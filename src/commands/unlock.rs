//! `schemashift unlock`: clear a lock left behind by a crashed run.

use anyhow::Result;
use colored::*;

use super::{open_session, print_header};
use crate::config::Config;

pub async fn run(config: &Config) -> Result<()> {
    print_header("🔓 Releasing migration lock", config);

    let mut session = open_session(config).await?;
    session.bootstrap().await?;
    let (conn, _, lock) = session.parts();
    let was_locked = lock.force_release(conn).await?;
    session.close().await?;

    if was_locked {
        println!("  {} Lock released", "✓".green());
    } else {
        println!("  {} Lock was not held", "○".dimmed());
    }
    Ok(())
}
//! A database session: one connection plus the ledger and lock accessors.

use chrono::NaiveDateTime;
use sqlx::{AnyConnection, Connection};

use crate::config::TableNames;
use crate::error::{MigrateError, MigrateResult};
use crate::ledger::HistoryLedger;
use crate::lock::LockCoordinator;

/// Owns the connection a run executes on.
pub struct Session {
    conn: AnyConnection,
    ledger: HistoryLedger,
    lock: LockCoordinator,
}

impl Session {
    /// Connect to `url`. `postgres://` and `sqlite:` URLs are supported.
    pub async fn connect(url: &str, tables: &TableNames) -> MigrateResult<Self> {
        sqlx::any::install_default_drivers();
        let conn = AnyConnection::connect(url)
            .await
            .map_err(MigrateError::Connection)?;
        tracing::debug!(backend = conn.backend_name(), "connected");
        Ok(Self::new(conn, tables))
    }

    pub fn new(conn: AnyConnection, tables: &TableNames) -> Self {
        Self {
            conn,
            ledger: HistoryLedger::new(&tables.history),
            lock: LockCoordinator::new(&tables.lock),
        }
    }

    /// Create the ledger and lock tables if absent.
    pub async fn bootstrap(&mut self) -> MigrateResult<()> {
        self.ledger.ensure_table(&mut self.conn).await?;
        self.lock.ensure_table(&mut self.conn).await?;
        Ok(())
    }

    pub fn connection(&mut self) -> &mut AnyConnection {
        &mut self.conn
    }

    pub fn ledger(&self) -> &HistoryLedger {
        &self.ledger
    }

    pub fn lock(&self) -> &LockCoordinator {
        &self.lock
    }

    /// Split borrow for code that drives a transaction on the connection
    /// while calling the accessors.
    pub fn parts(&mut self) -> (&mut AnyConnection, &HistoryLedger, &LockCoordinator) {
        (&mut self.conn, &self.ledger, &self.lock)
    }

    pub async fn close(self) -> MigrateResult<()> {
        self.conn.close().await.map_err(MigrateError::Connection)
    }
}

/// Parse a timestamp rendered as text by the database.
pub(crate) fn parse_db_timestamp(text: &str) -> Option<NaiveDateTime> {
    let text = text.trim();
    NaiveDateTime::parse_from_str(text, "%Y-%m-%d %H:%M:%S%.f")
        .or_else(|_| NaiveDateTime::parse_from_str(text, "%Y-%m-%dT%H:%M:%S%.f"))
        .ok()
}
/// Incremental UTF-8 decoding for streamed response bodies.
///
/// Network chunks may split a multi-byte character; the incomplete tail is held back
/// until the next chunk completes it. Invalid sequences become U+FFFD.
#[derive(Debug, Default)]
pub struct Utf8ChunkDecoder {
    pending: Vec<u8>,
}

impl Utf8ChunkDecoder {
    pub fn new() -> Self {
        Self::default()
    }

    /// Decode as much of `pending + chunk` as is complete.
    pub fn push(&mut self, chunk: &[u8]) -> String {
        self.pending.extend_from_slice(chunk);
        let mut out = String::new();
        loop {
            match std::str::from_utf8(&self.pending) {
                Ok(text) => {
                    out.push_str(text);
                    self.pending.clear();
                    break;
                }
                Err(e) => {
                    let valid = e.valid_up_to();
                    out.push_str(&String::from_utf8_lossy(&self.pending[..valid]));
                    match e.error_len() {
                        // Incomplete character at the end: wait for more bytes.
                        None => {
                            self.pending.drain(..valid);
                            break;
                        }
                        Some(len) => {
                            out.push(char::REPLACEMENT_CHARACTER);
                            self.pending.drain(..valid + len);
                        }
                    }
                }
            }
        }
        out
    }

    /// Flush whatever is left once the stream has ended.
    pub fn finish(&mut self) -> String {
        let rest = String::from_utf8_lossy(&self.pending).into_owned();
        self.pending.clear();
        rest
    }
}
pub mod api;
pub mod backend;
pub mod error;
pub mod stream;
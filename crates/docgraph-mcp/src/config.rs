use std::path::{Path, PathBuf};

use docgraph_render::Locale;

use crate::error::AppError;

const LLM_PROVIDERS: &[&str] = &["deepseek", "ollama"];

/// Defaults applied to tool calls that leave a parameter unset.
#[derive(Debug, Clone)]
pub struct Config {
    pub tenant_id: String,
    pub llm_provider: String,
    pub llm_model: String,
    /// Language tag forwarded to the backend, e.g. `zh-Hant`.
    pub language: String,
    pub report_dir: String,
}

impl Config {
    /// Optional:
    /// - `DOCGRAPH_TENANT_ID` (default: "default")
    /// - `DOCGRAPH_LLM_PROVIDER` (default: "deepseek"; "deepseek" or "ollama")
    /// - `DOCGRAPH_LLM_MODEL` (default: "deepseek-chat")
    /// - `DOCGRAPH_LANGUAGE` (default: "zh-Hant")
    /// - `DOCGRAPH_REPORT_DIR` (default: "./reports")
    pub fn from_env() -> Result<Self, AppError> {
        Self::validated(Self {
            tenant_id: env_or("DOCGRAPH_TENANT_ID", "default"),
            llm_provider: env_or("DOCGRAPH_LLM_PROVIDER", "deepseek"),
            llm_model: env_or("DOCGRAPH_LLM_MODEL", "deepseek-chat"),
            language: env_or("DOCGRAPH_LANGUAGE", "zh-Hant"),
            report_dir: env_or("DOCGRAPH_REPORT_DIR", "./reports"),
        })
    }

    fn validated(config: Self) -> Result<Self, AppError> {
        if config.tenant_id.trim().is_empty() {
            return Err(AppError::Config("DOCGRAPH_TENANT_ID must not be empty".to_string()));
        }
        if !LLM_PROVIDERS.contains(&config.llm_provider.as_str()) {
            return Err(AppError::Config(format!(
                "unsupported DOCGRAPH_LLM_PROVIDER: '{}' (expected deepseek or ollama)",
                config.llm_provider
            )));
        }
        Ok(config)
    }

    pub fn locale(&self) -> Locale {
        Locale::parse(&self.language)
    }

    pub fn report_dir(&self) -> PathBuf {
        Path::new(&self.report_dir).to_path_buf()
    }
}

fn env_or(key: &str, default: &str) -> String {
    std::env::var(key).unwrap_or_else(|_| default.to_string())
}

■ Your task: Read through the data above. Report each line that has the word "pending".

■ Response area:
    pending: Vec<u8>,
    /// Decode as much of `pending + chunk` as is complete.
        self.pending.extend_from_slice(chunk);
            match std::str::from_utf8(&self.pending) {
                    self.pending.clear();
                    out.push_str(&String::from_utf8_lossy(&self.pending[..valid]));
                            self.pending.drain(..valid);
                            self.pending.drain(..valid + len);
        let rest = String::from_utf8_lossy(&self.pending).into_owned();
        self.pending.clear();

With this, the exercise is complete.